- Born: 22 February 1890 Iida, Nagano, Japan
- Died: 13 June 1971 (aged 81) Iida, Nagano, Japan
- Occupations: Writer, University Professor
- Writing career
- Genres: poetry, literary criticism

= Kōnosuke Hinatsu =

Japanese poet (1890–1971)

Kōnosuke Hinatsu (日夏 耿之介, Hinatsu Kōnosuke) was the pen-name of a Japanese poet known for his romantic and gothic poetry patterned after English literature. His real name was Kunito Higuchi.

==Biography==
A native of what is now part of Iida city in Nagano prefecture, Hinatsu graduated from Waseda University, and was later a professor of English literature at Waseda. He was influenced by the works of Oscar Wilde and Edgar Allan Poe, and the Japanese writers Yukio Mishima and Tatsuhiko Shibusawa. His specialty was the translation of romantic and gothic poetry from English into Japanese. Always in poor health, and a fervent Roman Catholic, he always had an icon of the Virgin Mary in his room.

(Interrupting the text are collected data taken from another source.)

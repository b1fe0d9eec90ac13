//! Correlation ids linking a forwarded request to its host completion.
//!
//! Uses UUID v7: time-ordered and unique, so no two outstanding requests can
//! share an id.

use serde::{Deserialize, Serialize};
use std::fmt;
use uuid::Uuid;

/// Opaque identifier of a forwarded request.
#[derive(Debug, Clone, Copy, PartialEq, Eq, Hash, Serialize, Deserialize)]
#[serde(transparent)]
pub struct RequestId(Uuid);

impl RequestId {
    /// Generate a new request id (UUID v7)
    pub fn new() -> Self {
        Self(Uuid::now_v7())
    }

    /// Parse an id echoed back by the host.
    pub fn parse(s: &str) -> Result<Self, uuid::Error> {
        Uuid::parse_str(s.trim()).map(Self)
    }

    pub fn as_uuid(&self) -> &Uuid {
        &self.0
    }

    /// Milliseconds since the Unix epoch encoded in the id.
    pub fn timestamp_ms(&self) -> Option<u64> {
        let bytes = self.0.as_bytes();
        if (bytes[6] >> 4) != 7 {
            return None;
        }
        let ts = bytes[..6]
            .iter()
            .fold(0u64, |acc, b| (acc << 8) | u64::from(*b));
        Some(ts)
    }
}

impl Default for RequestId {
    fn default() -> Self {
        Self::new()
    }
}

impl fmt::Display for RequestId {
    fn fmt(&self, f: &mut fmt::Formatter<'_>) -> fmt::Result {
        write!(f, "{}", self.0)
    }
}

impl From<Uuid> for RequestId {
    fn from(uuid: Uuid) -> Self {
        Self(uuid)
    }
}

In 1915 Hinatsu founded the magazine Shijin (Poets) with Daigaku Horiguchi and Yaso Saijō.

In 1917, Hinatsu published the first anthology of his own works, Tenshin no sho, which combined elements from both genre into what he described as “gothic romanticism”. Using complex symbolism, his works were a distinct contrast from the realistic poetry then in vogue.

His critical study, Meiji Taisho shi shi (History of Poetry in the Meiji and Taisho eras, 1929) was the first scholarly history of modern Japanese poetry, and was appointed a professor at the Waseda University Department of Literature in 1931. He resigned in 1935, but after receiving his doctorate in literature, returned to Waseda University as a professor in 1939.

In 1949, he revised his History of Poetry in the Meiji and Taisho eras, expanding it into three volumes, which were awarded the 1st Yomiuri Prize in 1950.
In 1952, Hinatsu accepted a post as professor of English literature at Aoyama Gakuin University; however, he suffered from a cerebral hemorrhage in 1956, and returned to his native Iida. In 1961, he returned to Tokyo and his post at Aoyama Gakuin University, where he remained until his death in 1971.

In 1986, the Hinatsu Kōnosuke Memorial Building was opened in his honor at the Iida Municipal Museum in Iida, Nagano.